Recently, the Houston Court of Appeals affirmed a take nothing judgment in favor of an insurer based on affirmative defenses that served to negate breach of contract and extra-contractual findings against them. In League City v. Texas Windstorm Insurance Association, 2017 WL 405816 (Tex. App. - Houston [1st Dist.] January 31, 2017), Texas Windstorm Insurance Association (TWIA) insured 140 buildings or structures listed on the policy with each having its own deductible. Two days after Hurricane Ike struck on September 13, 2008, League City reported damage and TWIA assigned an adjuster to handle the claim.
In November 2008, the adjuster told TWIA that League City was still working to determine which structures were damaged, and he opined that many locations would not exceed the deductible. Then in May 2009, League City submitted a spreadsheet with supporting documents to the adjuster. The adjuster reported to TWIA that much of the damage reported was for structures or locations not covered by the policy. Payments were issued in June 2009, and again in August 2009 after a TWIA claims supervisor admonished the adjuster for letting the claim “drag on” and instructed him to issue payment based on his own estimates. In October 2011, after paying a supplement, TWIA sent League City a letter detailing its payments for damage to the City Hall and paid withheld depreciation. TWIA never sent a letter to League City denying coverage in relation to the Hurricane Ike claims. And League City did not request any additional payments until it filed suit alleging breach of contract and other extra-contractual allegations against TWIA. League City alleged in part that TWIA ignored or improperly inspected “numerous additional structures.”

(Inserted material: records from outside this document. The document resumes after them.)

use crate::item::ExpiringItem;

use serde::de::DeserializeOwned;
use serde::Serialize;

/// Serializes cache entries for the persisted tier.
///
/// Failures are silent by contract: a corrupt stored entry must degrade to
/// a cache miss, never to a caller-visible error, so both directions return
/// `Option` instead of `Result`.
pub trait Codec<V>: Send + Sync {
  fn encode(&self, item: &ExpiringItem<V>) -> Option<Vec<u8>>;
  fn decode(&self, bytes: &[u8]) -> Option<ExpiringItem<V>>;
}

/// The production codec: human-readable JSON via `serde_json`.
///
/// The wire shape is `{ value, creationTime, lastAccessTime,
/// expirationPolicy }` with the policy as a tagged union, so files written
/// by earlier deployments of the same format stay readable.
#[derive(Debug, Default, Clone, Copy)]
pub struct JsonCodec;

impl JsonCodec {
  pub fn new() -> Self {
    Self
  }
}

impl<V> Codec<V> for JsonCodec
where
  V: Serialize + DeserializeOwned + Send + Sync,
{
  fn encode(&self, item: &ExpiringItem<V>) -> Option<Vec<u8>> {
    serde_json::to_vec(item).ok()
  }

  fn decode(&self, bytes: &[u8]) -> Option<ExpiringItem<V>> {
    serde_json::from_slice(bytes).ok()
  }
}

#[cfg(test)]
mod test {
  use super::*;
  use crate::item::ExpirationPolicy;
  use std::time::SystemTime;

  #[test]
  fn malformed_bytes_decode_to_none() {
    let codec = JsonCodec::new();
    let decoded: Option<ExpiringItem<String>> = codec.decode(b"{not json");
    assert!(decoded.is_none());

    let decoded: Option<ExpiringItem<String>> = codec.decode(b"{\"value\":1}");
    assert!(decoded.is_none(), "missing fields must not decode");
  }

  #[test]
  fn encode_decode_preserves_item() {
    let codec = JsonCodec::new();
    let item = ExpiringItem::new(
      vec![1u8, 2, 3],
      ExpirationPolicy::Never,
      SystemTime::UNIX_EPOCH,
    );

    let bytes = codec.encode(&item).unwrap();
    let back = codec.decode(&bytes).unwrap();
    assert_eq!(back, item);
  }
}
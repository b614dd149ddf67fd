//! A pluggable, concurrent, tiered caching engine.
//!
//! # Features
//! - **Expiring entries**: per-tier expiration policies (never, since
//!   creation, since last access) with access-time refresh.
//! - **In-memory LRU tier**: fixed capacity, O(1) operations backed by an
//!   arena-allocated recency list.
//! - **On-disk tier**: one file per key, serialized through a pluggable
//!   codec; corrupt or unreadable entries degrade to cache misses.
//! - **Multi-level composition**: ordered tiers with read-through,
//!   write-through, and promotion of lower-tier hits.
//! - **Pluggable locking**: queue-style and recursive reader/writer locks,
//!   injectable per tier.
//! - **Deterministic testing**: injectable clock, storage backend, codec,
//!   and sweep ticker.

// Public modules that form the API
pub mod codec;
pub mod disk;
pub mod error;
pub mod item;
pub mod lock;
pub mod lru;
pub mod memory;
pub mod multi;
pub mod tier;
pub mod ticker;
pub mod time;

// Re-export the primary user-facing types for convenience
pub use codec::{Codec, JsonCodec};
pub use disk::{DiskConfig, DiskTier, FsBackend, StorageBackend};
pub use error::StorageError;
pub use item::{ExpirationPolicy, ExpiringItem};
pub use lock::{NoopLock, QueueRwLock, ReadWriteLock, RecursiveRwLock};
pub use lru::LruStore;
pub use memory::{MemoryConfig, MemoryTier};
pub use multi::MultiLevelCache;
pub use tier::CacheTier;
pub use ticker::{ThreadTicker, TickHandle, Ticker};
pub use time::{Clock, ManualClock, SystemClock};
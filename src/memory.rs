use crate::item::{ExpirationPolicy, ExpiringItem};
use crate::lock::{QueueRwLock, ReadWriteLock};
use crate::lru::LruStore;
use crate::tier::CacheTier;
use crate::ticker::{ThreadTicker, TickHandle, Ticker};
use crate::time::{Clock, SystemClock};

use parking_lot::Mutex;
use std::hash::Hash;
use std::sync::Arc;
use std::time::Duration;

/// Configuration for a [`MemoryTier`].
#[derive(Debug, Clone)]
pub struct MemoryConfig {
  /// Maximum number of entries held before LRU eviction kicks in.
  pub capacity: usize,
  /// Expiration policy stamped onto every entry written to this tier.
  pub policy: ExpirationPolicy,
  /// Interval between automatic expiration sweeps. `None` or zero means
  /// a single sweep at construction and none after.
  pub cleanup_interval: Option<Duration>,
}

impl MemoryConfig {
  pub fn new(capacity: usize, policy: ExpirationPolicy) -> Self {
    Self {
      capacity,
      policy,
      cleanup_interval: None,
    }
  }

  pub fn with_cleanup_interval(mut self, interval: Duration) -> Self {
    self.cleanup_interval = Some(interval);
    self
  }
}

/// An in-memory cache tier: an [`LruStore`] of [`ExpiringItem`]s behind a
/// tier-level reader/writer lock.
///
/// Reads refresh the entry's recency and last access time; expired entries
/// are deleted on the read that discovers them. Both side effects go
/// through the store's own internal mutex, so they are performed while
/// holding only the tier's *read* lock and never require escalating to the
/// write lock.
pub struct MemoryTier<K, V, L = QueueRwLock>
where
  K: Eq + Hash + Clone,
{
  store: LruStore<K, ExpiringItem<V>>,
  policy: ExpirationPolicy,
  clock: Arc<dyn Clock>,
  lock: L,
  sweeper: Mutex<Option<TickHandle>>,
}

impl<K, V> MemoryTier<K, V>
where
  K: Eq + Hash + Clone + Send + Sync + 'static,
  V: Clone + Send + Sync + 'static,
{
  /// Builds a tier with the production clock, ticker, and queue lock.
  pub fn new(config: MemoryConfig) -> Arc<Self> {
    Self::with_parts(
      config,
      Arc::new(SystemClock),
      &ThreadTicker::new(),
      QueueRwLock::new(),
    )
  }
}

impl<K, V, L> MemoryTier<K, V, L>
where
  K: Eq + Hash + Clone + Send + Sync + 'static,
  V: Clone + Send + Sync + 'static,
  L: ReadWriteLock + 'static,
{
  /// Builds a tier from injected collaborators. The deterministic-test
  /// entry point: pass a [`ManualClock`](crate::ManualClock) and a
  /// [`NoopLock`](crate::NoopLock) to drive expiry by hand.
  pub fn with_parts(
    config: MemoryConfig,
    clock: Arc<dyn Clock>,
    ticker: &dyn Ticker,
    lock: L,
  ) -> Arc<Self> {
    let tier = Arc::new(Self {
      store: LruStore::new(config.capacity),
      policy: config.policy,
      clock,
      lock,
      sweeper: Mutex::new(None),
    });
    Self::start_sweeper(&tier, config.cleanup_interval, ticker);
    tier
  }

  /// Current number of stored entries, expired or not.
  pub fn len(&self) -> usize {
    self.store.len()
  }

  pub fn is_empty(&self) -> bool {
    self.store.is_empty()
  }

  fn start_sweeper(tier: &Arc<Self>, interval: Option<Duration>, ticker: &dyn Ticker) {
    match interval {
      Some(interval) if interval > Duration::ZERO => {
        // The callback holds a weak reference; once the tier is dropped the
        // handle cancels the loop and any in-flight tick finds no tier.
        let weak = Arc::downgrade(tier);
        let handle = ticker.schedule(
          Duration::ZERO,
          interval,
          Box::new(move || {
            if let Some(tier) = weak.upgrade() {
              tier.sweep_expired();
            }
          }),
        );
        *tier.sweeper.lock() = Some(handle);
      }
      _ => tier.sweep_expired(),
    }
  }
}

impl<K, V, L> CacheTier<K, V> for MemoryTier<K, V, L>
where
  K: Eq + Hash + Clone + Send + Sync,
  V: Clone + Send + Sync,
  L: ReadWriteLock,
{
  fn set(&self, key: K, value: V) {
    let item = ExpiringItem::new(value, self.policy, self.clock.now());
    self.lock.write(|| self.store.set(key, item));
  }

  fn get(&self, key: &K) -> Option<V> {
    self.lock.read(|| {
      let mut item = self.store.get(key)?;

      if item.is_expired(self.clock.now()) {
        // Deleting under the tier's read lock is fine: the store's own
        // mutex keeps the link mutation exclusive.
        self.store.remove(key);
        return None;
      }

      item.touch(self.clock.now());
      let value = item.value().clone();
      // Persist the refreshed access time; this also counts as a use.
      self.store.set(key.clone(), item);
      Some(value)
    })
  }

  fn remove(&self, key: &K) {
    self.lock.write(|| self.store.remove(key));
  }

  fn clear(&self) {
    self.lock.write(|| self.store.clear());
  }

  fn sweep_expired(&self) {
    self.lock.write(|| {
      let now = self.clock.now();
      let mut removed = 0usize;

      for key in self.store.keys() {
        let Some(item) = self.store.get(&key) else {
          continue;
        };
        if item.is_expired(now) {
          self.store.remove(&key);
          removed += 1;
        }
      }

      if removed > 0 {
        tracing::debug!(removed, "memory tier sweep removed expired entries");
      }
    });
  }
}
use parking_lot::lock_api::RawRwLock as RawRwLockApi;
use parking_lot::{Mutex, RawRwLock, RwLock};
use std::collections::HashMap;
use std::thread::{self, ThreadId};

/// The reader/writer locking strategy shared by every cache tier.
///
/// `read` runs `block` with concurrent-read semantics and returns its
/// result; `write` runs `block` exclusively. On every implementation in
/// this crate `write` is synchronous: the block has completed by the time
/// the call returns.
pub trait ReadWriteLock: Send + Sync {
  fn read<T>(&self, block: impl FnOnce() -> Option<T>) -> Option<T>;
  fn write(&self, block: impl FnOnce());
}

/// A queue-style reader/writer lock.
///
/// Reads run concurrently with other reads; a write waits for all
/// outstanding reads and writes to drain, then runs exclusively. Not
/// reentrant: calling `write` from inside a `read` block on the same lock
/// deadlocks. Tiers that never nest lock acquisitions (every concrete tier
/// in this crate) can use it as their default.
#[derive(Debug, Default)]
pub struct QueueRwLock {
  inner: RwLock<()>,
}

impl QueueRwLock {
  pub fn new() -> Self {
    Self::default()
  }
}

impl ReadWriteLock for QueueRwLock {
  fn read<T>(&self, block: impl FnOnce() -> Option<T>) -> Option<T> {
    let _guard = self.inner.read();
    block()
  }

  fn write(&self, block: impl FnOnce()) {
    let _guard = self.inner.write();
    block();
  }
}

#[derive(Debug, Default)]
struct ThreadHolds {
  reads: HashMap<ThreadId, usize>,
  writes: HashMap<ThreadId, usize>,
}

/// A reader/writer lock that permits same-thread, same-mode reentry.
///
/// Per-thread hold counts live under a short internal mutex, distinct from
/// the native reader/writer primitive: a thread that already holds a read
/// lock re-enters by bumping its count without touching the primitive, and
/// only the outermost unlock releases it. Write holds mirror this for
/// exclusive mode.
///
/// Recursion protects same-mode reentry only. A thread holding a read lock
/// that then asks for the write lock still deadlocks at the primitive, as
/// with any reader/writer lock.
///
/// Unlocking without a matching lock is caller misuse and panics rather
/// than corrupting the hold counts.
pub struct RecursiveRwLock {
  raw: RawRwLock,
  holds: Mutex<ThreadHolds>,
}

impl Default for RecursiveRwLock {
  fn default() -> Self {
    Self::new()
  }
}

impl RecursiveRwLock {
  pub fn new() -> Self {
    Self {
      raw: RawRwLock::INIT,
      holds: Mutex::new(ThreadHolds::default()),
    }
  }

  /// Acquires the lock in read mode, reentrant for the calling thread.
  pub fn read_lock(&self) {
    let thread = thread::current().id();

    {
      let mut holds = self.holds.lock();
      if let Some(count) = holds.reads.get_mut(&thread) {
        // Already a reader on this thread; no primitive acquisition.
        *count += 1;
        return;
      }
    }

    // First read hold for this thread. The holds mutex must not be held
    // across this call, or a blocked reader would stall every other thread.
    self.raw.lock_shared();

    self.holds.lock().reads.insert(thread, 1);
  }

  /// Releases one read hold; the primitive is released when the calling
  /// thread's count reaches zero.
  ///
  /// # Panics
  /// Panics if the calling thread holds no read lock.
  pub fn read_unlock(&self) {
    let thread = thread::current().id();
    let mut holds = self.holds.lock();

    match holds.reads.get_mut(&thread) {
      Some(count) if *count > 1 => {
        *count -= 1;
      }
      Some(_) => {
        holds.reads.remove(&thread);
        drop(holds);
        // SAFETY: this thread's count just reached zero, so it owns exactly
        // one outstanding shared acquisition of `raw`.
        unsafe { self.raw.unlock_shared() };
      }
      None => {
        drop(holds);
        panic!("attempted to release a read lock that was not held");
      }
    }
  }

  /// Acquires the lock in write mode, reentrant for the calling thread.
  pub fn write_lock(&self) {
    let thread = thread::current().id();

    {
      let mut holds = self.holds.lock();
      if let Some(count) = holds.writes.get_mut(&thread) {
        *count += 1;
        return;
      }
    }

    self.raw.lock_exclusive();

    self.holds.lock().writes.insert(thread, 1);
  }

  /// Releases one write hold; the primitive is released when the calling
  /// thread's count reaches zero.
  ///
  /// # Panics
  /// Panics if the calling thread holds no write lock.
  pub fn write_unlock(&self) {
    let thread = thread::current().id();
    let mut holds = self.holds.lock();

    match holds.writes.get_mut(&thread) {
      Some(count) if *count > 1 => {
        *count -= 1;
      }
      Some(_) => {
        holds.writes.remove(&thread);
        drop(holds);
        // SAFETY: this thread's count just reached zero, so it owns the
        // single outstanding exclusive acquisition of `raw`.
        unsafe { self.raw.unlock_exclusive() };
      }
      None => {
        drop(holds);
        panic!("attempted to release a write lock that was not held");
      }
    }
  }
}

// Unlock-on-drop guards so a panicking block still releases its hold;
// leaking the acquisition would wedge the lock for every other thread.
struct ReadHoldGuard<'a>(&'a RecursiveRwLock);

impl Drop for ReadHoldGuard<'_> {
  fn drop(&mut self) {
    self.0.read_unlock();
  }
}

struct WriteHoldGuard<'a>(&'a RecursiveRwLock);

impl Drop for WriteHoldGuard<'_> {
  fn drop(&mut self) {
    self.0.write_unlock();
  }
}

impl ReadWriteLock for RecursiveRwLock {
  fn read<T>(&self, block: impl FnOnce() -> Option<T>) -> Option<T> {
    self.read_lock();
    let _guard = ReadHoldGuard(self);
    block()
  }

  fn write(&self, block: impl FnOnce()) {
    self.write_lock();
    let _guard = WriteHoldGuard(self);
    block();
  }
}

/// Runs blocks with no synchronization at all.
///
/// Only valid where single-threaded access is known, e.g. tests.
#[derive(Debug, Default, Clone, Copy)]
pub struct NoopLock;

impl ReadWriteLock for NoopLock {
  fn read<T>(&self, block: impl FnOnce() -> Option<T>) -> Option<T> {
    block()
  }

  fn write(&self, block: impl FnOnce()) {
    block();
  }
}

In its defense, TWIA argued that the policy required prompt written notice of loss including a description of the property, receipts and records of repairs and that damage now claimed was unknown when the claim was under investigation. They also asserted that TWIA closed the file with an open invitation to League City to submit additional damage discovered later. “TWIA argued throughout the trial that it paid every claim made by League City, which sued without ever providing notice of any additional damage.” The jury found that TWIA breached the contract, the duty of good faith and fair dealing and violated the Texas Insurance Code. But they also found in favor of TWIA on the affirmative defense asserting lack of notice and failure to keep repair receipts. And, that TWIA was prejudiced by League City’s lack of prompt notice and failure to keep repair receipts. The court disregarded the jury findings in favor of League City and entered a take-nothing judgment based on TWIA’s affirmative defenses.
On appeal, the court analyzed TWIA’s affirmative defenses based on “prompt written notice” and other insured’s duties after loss, along with the court’s instructions to the jury on these duties and the associated prejudice requirements. The court found sufficient evidence to support the findings in favor of TWIA. The court then focused on materiality arguments and reviewed Texas case law addressing this issue. The court concluded that the lack of notice was material in that TWIA did not know that League City was expecting further investigation or payments. Accordingly, the court concluded that League City’s failure to comply with the prompt notice requirement prejudiced TWIA and negated League City’s breach of contract claim. Further, the court applied Texas law rejecting extra-contractual claims when coverage is resolved in the insurer’s favor, and found there was no extreme conduct producing damages independent of the policy. Accordingly, the court affirmed the trial court’s take-nothing judgment in favor of TWIA.